The Electronic Payments Coalition strongly opposes the legislation saying that it replaces the free marketplace with a price control scheme governed by three unelected electronic payment judges and under control of the federal government.
“Let's be clear,” the coalition said, “consumers will see no economic benefit from such price control legislation. This legislation is a thinly-veiled attempt by members of the Merchants Payments Coalition to lessen their own costs of doing business…government intervention in a system that is clearly working well for all parties in the marketplace would be counterproductive and ultimately harmful for all involved.”
The coalition says the electronic payments system has revolutionized consumer purchasing power, generated more than $2.5 trillion in sales last year for U.S. merchants and processes more than 10,000 transactions per second around the globe. “Innovation, technology, and economic growth for all parties involved are hallmarks of a highly efficient free market system. However well-intentioned, any government intervention could never match the ability of the free market to determine the most appropriate price for services,” the group said.

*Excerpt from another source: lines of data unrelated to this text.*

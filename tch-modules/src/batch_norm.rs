use crate::common::*;

#[cfg(debug_assertions)]
static SMALL_VARIANCE_WARN: Once = Once::new();

/// Batch normalization options. The defaults follow the TF Keras layer,
/// with momentum expressed in the libtorch convention.
#[derive(Debug, Clone)]
pub struct BatchNormInit {
    pub cudnn_enabled: bool,
    pub eps: R64,
    pub momentum: R64,
    pub affine: bool,
}

impl Default for BatchNormInit {
    fn default() -> Self {
        Self {
            cudnn_enabled: true,
            eps: r64(1e-3),
            momentum: r64(0.01),
            affine: true,
        }
    }
}

impl BatchNormInit {
    pub fn build<'a>(self, path: impl Borrow<nn::Path<'a>>, out_dim: usize) -> BatchNorm {
        let path = path.borrow();
        let Self {
            cudnn_enabled,
            eps,
            momentum,
            affine,
        } = self;
        let out_dim = out_dim as i64;

        let ws = affine.then(|| path.var("weight", &[out_dim], nn::Init::Const(1.0)));
        let bs = affine.then(|| path.var("bias", &[out_dim], nn::Init::Const(0.0)));

        BatchNorm {
            running_mean: path.zeros_no_train("running_mean", &[out_dim]),
            running_var: path.ones_no_train("running_var", &[out_dim]),
            ws,
            bs,
            cudnn_enabled,
            eps: eps.raw(),
            momentum: momentum.raw(),
        }
    }
}

/// Batch normalization over the channel axis of NCHW features.
///
/// The running statistics are the only state mutated by a forward pass, and
/// only when `train` is set.
#[derive(Debug)]
pub struct BatchNorm {
    running_mean: Tensor,
    running_var: Tensor,
    ws: Option<Tensor>,
    bs: Option<Tensor>,
    cudnn_enabled: bool,
    eps: f64,
    momentum: f64,
}

impl nn::ModuleT for BatchNorm {
    fn forward_t(&self, input: &Tensor, train: bool) -> Tensor {
        let Self {
            ref running_mean,
            ref running_var,
            ref ws,
            ref bs,
            momentum,
            eps,
            cudnn_enabled,
        } = *self;

        let output = Tensor::batch_norm(
            input,
            ws.as_ref(),
            bs.as_ref(),
            Some(running_mean),
            Some(running_var),
            train,
            momentum,
            eps,
            cudnn_enabled,
        );

        #[cfg(debug_assertions)]
        {
            let has_small_var = bool::from(running_var.abs().le(1e-15).any());
            if has_small_var {
                SMALL_VARIANCE_WARN.call_once(|| {
                    warn!(
                        "running variance {} is too small",
                        f64::from(running_var.abs().min())
                    );
                });
            }
        }

        output
    }
}

impl BatchNorm {
    pub fn num_features(&self) -> i64 {
        self.running_mean.size()[0]
    }

    pub fn running_mean(&self) -> &Tensor {
        &self.running_mean
    }

    pub fn running_var(&self) -> &Tensor {
        &self.running_var
    }

    pub fn has_nan(&self) -> bool {
        let Self {
            ws,
            bs,
            running_mean,
            running_var,
            ..
        } = self;

        let has_nan = |tensor: &Tensor| bool::from(tensor.isnan().any());
        ws.as_ref().map(has_nan).unwrap_or(false)
            || bs.as_ref().map(has_nan).unwrap_or(false)
            || has_nan(running_mean)
            || has_nan(running_var)
    }
}
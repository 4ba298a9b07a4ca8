//! Weighted combination of same-shape feature maps.

use crate::common::*;

const FAST_ATTN_EPS: f64 = 1e-4;

#[derive(Debug, Clone, Copy, PartialEq, Eq, Hash, AsRefStr)]
#[strum(serialize_all = "snake_case")]
pub enum FuseKind {
    Sum,
    Attn,
    FastAttn,
    ChannelAttn,
    ChannelFastAttn,
}

impl FuseKind {
    pub fn is_per_channel(&self) -> bool {
        matches!(self, Self::ChannelAttn | Self::ChannelFastAttn)
    }

    pub fn has_weights(&self) -> bool {
        !matches!(self, Self::Sum)
    }
}

#[derive(Debug, Clone)]
pub struct Fuse2DInit {
    pub kind: FuseKind,
    pub num_inputs: usize,
    pub channels: usize,
}

impl Fuse2DInit {
    pub fn build<'p, P>(self, path: P) -> Result<Fuse2D>
    where
        P: Borrow<nn::Path<'p>>,
    {
        let path = path.borrow();
        let Self {
            kind,
            num_inputs,
            channels,
        } = self;
        ensure!(num_inputs > 0, "a fusion needs at least one input");
        ensure!(channels > 0, "channels must be positive");

        // one weight per edge, starting at one
        let weights: Vec<Tensor> = if kind.has_weights() {
            let shape: Vec<i64> = if kind.is_per_channel() {
                vec![channels as i64]
            } else {
                vec![]
            };
            (0..num_inputs)
                .map(|index| {
                    let name = match index {
                        0 => "WSM".to_string(),
                        _ => format!("WSM_{}", index),
                    };
                    path.var(&name, &shape, nn::Init::Const(1.0))
                })
                .collect()
        } else {
            vec![]
        };

        Ok(Fuse2D {
            kind,
            num_inputs,
            channels: channels as i64,
            weights,
        })
    }
}

#[derive(Debug)]
pub struct Fuse2D {
    kind: FuseKind,
    num_inputs: usize,
    channels: i64,
    weights: Vec<Tensor>,
}

impl Fuse2D {
    pub fn kind(&self) -> FuseKind {
        self.kind
    }

    /// The learnable edge weights, one per input. Empty for [FuseKind::Sum].
    pub fn edge_weights(&self) -> &[Tensor] {
        &self.weights
    }

    pub fn forward(
        &self,
        tensors: impl IntoIterator<Item = impl Borrow<Tensor>>,
    ) -> Result<Tensor> {
        let Self {
            kind,
            num_inputs,
            channels,
            ref weights,
        } = *self;

        let tensors: Vec<_> = tensors.into_iter().collect();
        ensure!(
            tensors.len() == num_inputs,
            "expect {} inputs, but get {}",
            num_inputs,
            tensors.len()
        );
        let shape = tensors[0].borrow().size4()?;
        for tensor in &tensors {
            let other = tensor.borrow().size4()?;
            ensure!(
                other == shape,
                "fused inputs must share one shape, but get {:?} and {:?}",
                shape,
                other
            );
        }
        let (_b, c, _h, _w) = shape;
        if kind.is_per_channel() {
            ensure!(
                c == channels,
                "expect {} channels, but get {}",
                channels,
                c
            );
        }
        let dtype = tensors[0].borrow().kind();
        let weights: Vec<Tensor> = weights.iter().map(|ws| ws.to_kind(dtype)).collect();

        let output = match kind {
            FuseKind::Sum => {
                f_sum_tensors(tensors.iter().map(|xs| xs.borrow().shallow_clone()))?
            }
            FuseKind::Attn | FuseKind::ChannelAttn => {
                // [N] or [C, N], normalized across edges
                let normalized = Tensor::f_stack(&weights, -1)?.f_softmax(-1, dtype)?;
                let normalized = match kind {
                    FuseKind::ChannelAttn => {
                        normalized.f_view(&[1, channels, 1, 1, num_inputs as i64])?
                    }
                    _ => normalized,
                };
                let stacked = Tensor::f_stack(&tensors, -1)?;
                stacked
                    .f_mul(&normalized)?
                    .f_sum_dim_intlist(&[-1], false, dtype)?
            }
            FuseKind::FastAttn | FuseKind::ChannelFastAttn => {
                let weights_sum = f_sum_tensors(weights.iter().map(Tensor::shallow_clone))?;
                let denom = weights_sum + FAST_ATTN_EPS;
                let terms: Vec<Tensor> = izip!(&tensors, &weights)
                    .map(|(xs, ws)| -> Result<_> {
                        let scale = ws.f_div(&denom)?;
                        let scale = match kind {
                            FuseKind::ChannelFastAttn => scale.f_view(&[1, channels, 1, 1])?,
                            _ => scale,
                        };
                        Ok(xs.borrow().f_mul(&scale)?)
                    })
                    .try_collect()?;
                f_sum_tensors(terms)?
            }
        };

        Ok(output)
    }
}

/// Adds up tensors one by one, without a reduction over a stacked dimension.
fn f_sum_tensors(tensors: impl IntoIterator<Item = Tensor>) -> Result<Tensor> {
    let mut iter = tensors.into_iter();
    let first = iter
        .next()
        .ok_or_else(|| format_err!("empty input is not allowed"))?;
    let output = iter.try_fold(first, |acc, tensor| acc.f_add(&tensor))?;
    Ok(output)
}
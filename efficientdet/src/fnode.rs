//! A single fusion node: resample every input, fuse, then refine.

use crate::{arena::FeatureArena, common::*, convert};
use model_config::{EfficientDetConfig, FpnNode, FpnTopology};
use tch_modules::{
    BatchNormInit, Conv2DInit, ConvNormAct, ConvNormActInit, Fuse2D, Fuse2DInit, FuseKind,
    PoolKind, Resample2D, Resample2DInit,
};

/// Options shared by all fusion nodes of a pyramid.
#[derive(Debug, Clone)]
pub struct FusionOptions {
    pub num_filters: usize,
    pub fuse_kind: FuseKind,
    pub apply_bn: bool,
    pub conv_after_downsample: bool,
    /// Conv, BN, activation when true; activation, conv, BN otherwise.
    pub conv_bn_act_pattern: bool,
    pub separable_conv: bool,
    pub activation: Activation,
    pub pool_kind: PoolKind,
    pub batch_norm: BatchNormInit,
}

impl FusionOptions {
    pub fn new(config: &EfficientDetConfig, topology: &FpnTopology) -> Self {
        Self {
            num_filters: config.fpn_num_filters,
            fuse_kind: convert::fuse_kind(topology.weight_method()),
            apply_bn: config.apply_bn_for_resampling,
            conv_after_downsample: config.conv_after_downsample,
            conv_bn_act_pattern: config.conv_bn_act_pattern,
            separable_conv: config.separable_conv,
            activation: config.act_type,
            pool_kind: convert::pool_kind(config.pooling_type),
            batch_norm: Default::default(),
        }
    }
}

#[derive(Debug, Clone)]
pub struct FusionNodeInit<'a> {
    pub node: &'a FpnNode,
    /// Channel count of every buffer entry visible to this node.
    pub entry_channels: &'a [usize],
    pub options: &'a FusionOptions,
}

impl<'a> FusionNodeInit<'a> {
    pub fn build<'p, P>(self, path: P) -> Result<FusionNode>
    where
        P: Borrow<nn::Path<'p>>,
    {
        let path = path.borrow();
        let Self {
            node,
            entry_channels,
            options,
        } = self;
        let FusionOptions {
            num_filters,
            fuse_kind,
            apply_bn,
            conv_after_downsample,
            conv_bn_act_pattern,
            separable_conv,
            activation,
            pool_kind,
            ref batch_norm,
        } = *options;

        let resamplers: Vec<_> = node
            .inputs_offsets
            .iter()
            .enumerate()
            .map(|(index, &offset)| {
                let in_c = *entry_channels.get(offset).ok_or_else(|| {
                    format_err!("input offset {} of node {} is out of range", offset, node)
                })?;
                Resample2DInit {
                    in_c,
                    out_c: num_filters,
                    apply_bn,
                    conv_after_downsample,
                    pool_kind,
                    batch_norm: batch_norm.clone(),
                }
                .build(path / format!("resample_{}_{}", index, offset))
            })
            .try_collect()?;

        let fuse = Fuse2DInit {
            kind: fuse_kind,
            num_inputs: node.inputs_offsets.len(),
            channels: num_filters,
        }
        .build(path)?;

        let op_after_combine = ConvNormActInit {
            conv: Conv2DInit {
                bias: !conv_bn_act_pattern,
                separable: separable_conv,
                ..Conv2DInit::new(num_filters, num_filters, 3)
            },
            batch_norm: Some(batch_norm.clone()),
            activation,
            pre_activation: !conv_bn_act_pattern,
        }
        .build(path / "op_after_combine")?;

        Ok(FusionNode {
            feat_level: node.feat_level,
            inputs_offsets: node.inputs_offsets.clone(),
            resamplers,
            fuse,
            op_after_combine,
        })
    }
}

#[derive(Debug)]
pub struct FusionNode {
    feat_level: usize,
    inputs_offsets: Vec<usize>,
    resamplers: Vec<Resample2D>,
    fuse: Fuse2D,
    op_after_combine: ConvNormAct,
}

impl FusionNode {
    pub fn feat_level(&self) -> usize {
        self.feat_level
    }

    pub fn inputs_offsets(&self) -> &[usize] {
        &self.inputs_offsets
    }

    pub fn fuse(&self) -> &Fuse2D {
        &self.fuse
    }

    /// Reads the inputs from `arena`, appends the refined fusion result and
    /// returns the extended buffer.
    pub fn forward_t(&self, mut arena: FeatureArena, train: bool) -> Result<FeatureArena> {
        let target = arena.reference_size(self.feat_level)?;

        let inputs: Vec<_> = izip!(&self.inputs_offsets, &self.resamplers)
            .map(|(&offset, resampler)| {
                let xs = arena.get(offset)?;
                resampler.forward_t(xs, Some(target), train)
            })
            .try_collect()?;

        let fused = self.fuse.forward(&inputs)?;
        let output = self.op_after_combine.forward_t(&fused, train);
        arena.push(output);

        Ok(arena)
    }
}
//! Fusion cells and the stack of repeated cells.

use crate::{
    arena::FeatureArena,
    common::*,
    fnode::{FusionNode, FusionNodeInit, FusionOptions},
};
use model_config::{EfficientDetConfig, FpnTopology};

#[derive(Debug, Clone)]
pub struct FusionCellInit<'a> {
    pub topology: &'a FpnTopology,
    pub input_channels: &'a [usize],
    pub options: &'a FusionOptions,
}

impl<'a> FusionCellInit<'a> {
    pub fn build<'p, P>(self, path: P) -> Result<FusionCell>
    where
        P: Borrow<nn::Path<'p>>,
    {
        let path = path.borrow();
        let Self {
            topology,
            input_channels,
            options,
        } = self;
        let entry_channels = topology.entry_channels(input_channels, options.num_filters)?;

        let nodes: Vec<_> = topology
            .nodes()
            .iter()
            .enumerate()
            .map(|(index, node)| {
                FusionNodeInit {
                    node,
                    entry_channels: &entry_channels,
                    options,
                }
                .build(path / format!("fnode{}", index))
            })
            .try_collect()?;

        let output_channels = topology
            .output_offsets()
            .iter()
            .map(|&offset| entry_channels[offset])
            .collect();

        Ok(FusionCell {
            topology: topology.clone(),
            nodes,
            output_channels,
        })
    }
}

/// One pass over the topology's node list.
#[derive(Debug)]
pub struct FusionCell {
    topology: FpnTopology,
    nodes: Vec<FusionNode>,
    output_channels: Vec<usize>,
}

impl FusionCell {
    pub fn nodes(&self) -> &[FusionNode] {
        &self.nodes
    }

    /// Channel count of each output level in ascending order.
    pub fn output_channels(&self) -> &[usize] {
        &self.output_channels
    }

    /// Runs all nodes in order and returns the final buffer.
    pub fn forward_t(&self, features: &[Tensor], train: bool) -> Result<FeatureArena> {
        let num_levels = self.topology.num_levels();
        ensure!(
            features.len() == num_levels,
            "expect {} feature levels, but get {}",
            num_levels,
            features.len()
        );

        let arena = FeatureArena::new(
            self.topology.min_level(),
            features.iter().map(|xs| xs.shallow_clone()),
        )?;
        self.nodes
            .iter()
            .try_fold(arena, |arena, node| node.forward_t(arena, train))
    }

    /// Runs the cell and extracts one feature per level, taking the last
    /// entry written at each level.
    pub fn outputs_t(&self, features: &[Tensor], train: bool) -> Result<Vec<Tensor>> {
        let arena = self.forward_t(features, train)?;
        arena.select(self.topology.output_offsets())
    }
}

/// The feature network: `fpn_cell_repeats` fusion cells with independent
/// parameters sharing one topology.
#[derive(Debug)]
pub struct FusionPyramid {
    topology: FpnTopology,
    cells: Vec<FusionCell>,
    output_channels: Vec<usize>,
}

impl FusionPyramid {
    /// Builds the cells. `input_channels` lists the width of every level
    /// entering the first cell.
    pub fn new<'p>(
        path: impl Borrow<nn::Path<'p>>,
        config: &EfficientDetConfig,
        input_channels: &[usize],
    ) -> Result<Self> {
        let path = path.borrow();
        let topology = config.topology()?;
        topology.log_summary();
        let options = FusionOptions::new(config, &topology);

        let mut channels = input_channels.to_vec();
        let cells: Vec<_> = (0..config.fpn_cell_repeats)
            .map(|index| -> Result<_> {
                let cell = FusionCellInit {
                    topology: &topology,
                    input_channels: &channels,
                    options: &options,
                }
                .build(path / format!("cell_{}", index))?;
                channels = cell.output_channels().to_vec();
                Ok(cell)
            })
            .try_collect()?;
        info!(
            "built {} fusion cells, output channels {:?}",
            cells.len(),
            channels
        );

        Ok(Self {
            topology,
            cells,
            output_channels: channels,
        })
    }

    pub fn topology(&self) -> &FpnTopology {
        &self.topology
    }

    pub fn cells(&self) -> &[FusionCell] {
        &self.cells
    }

    pub fn output_channels(&self) -> &[usize] {
        &self.output_channels
    }

    pub fn forward_t(&self, features: &[Tensor], train: bool) -> Result<Vec<Tensor>> {
        let features: Vec<_> = features.iter().map(|xs| xs.shallow_clone()).collect();
        self.cells
            .iter()
            .enumerate()
            .try_fold(features, |features, (index, cell)| {
                cell.outputs_t(&features, train)
                    .with_context(|| format!("fusion cell {} failed", index))
            })
    }
}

This comes at a time when mobile operators are looking for ways into the point-of-sale and e-commerce marketplace with technology such as near field communication and bar coding used in conjunction with the mobile phone.
Sprint has a trial underway using NFC and specially modified mobile phones that let users scan their phone for purchasing tickets to and responding to ads on the Bay Area Regional Transit system. AT&T also announced its mobile banking platform in November.
David Chamberlain, principal analyst of wireless for In-Stat, agrees that fees charged by the credit card associations can be onerous to merchants, particularly smaller merchants. “However, nobody is going to provide these systems out of the goodness of their hearts,” he said. “There must be a financial incentive.”
Chamberlain said that mobile operators have been subsidizing the price of cell phones and that NFC chips will bump the price of the handset dramatically. And there is no guarantee that consumers will accept price increases for handsets, in order to do mobile commerce. It will be up to the mobile operators to provide compatible handsets to consumers as they did with cameras and MP3 players. But the operator makes money from picture messaging and from selling music files and it is clear they would expect to get something out of each mobile e-commerce transaction. However, the model is unclear. Still Chamberlain believes it will move forward.
“The mobile operators must have some sort of financial incentive to move forward with NFC transactions. If they aren't able to get some per-transaction compensation because it's blocked by legislation, I think there are enough creative people on both sides to find a way to discover some other way to provide that incentive,” Chamberlain said.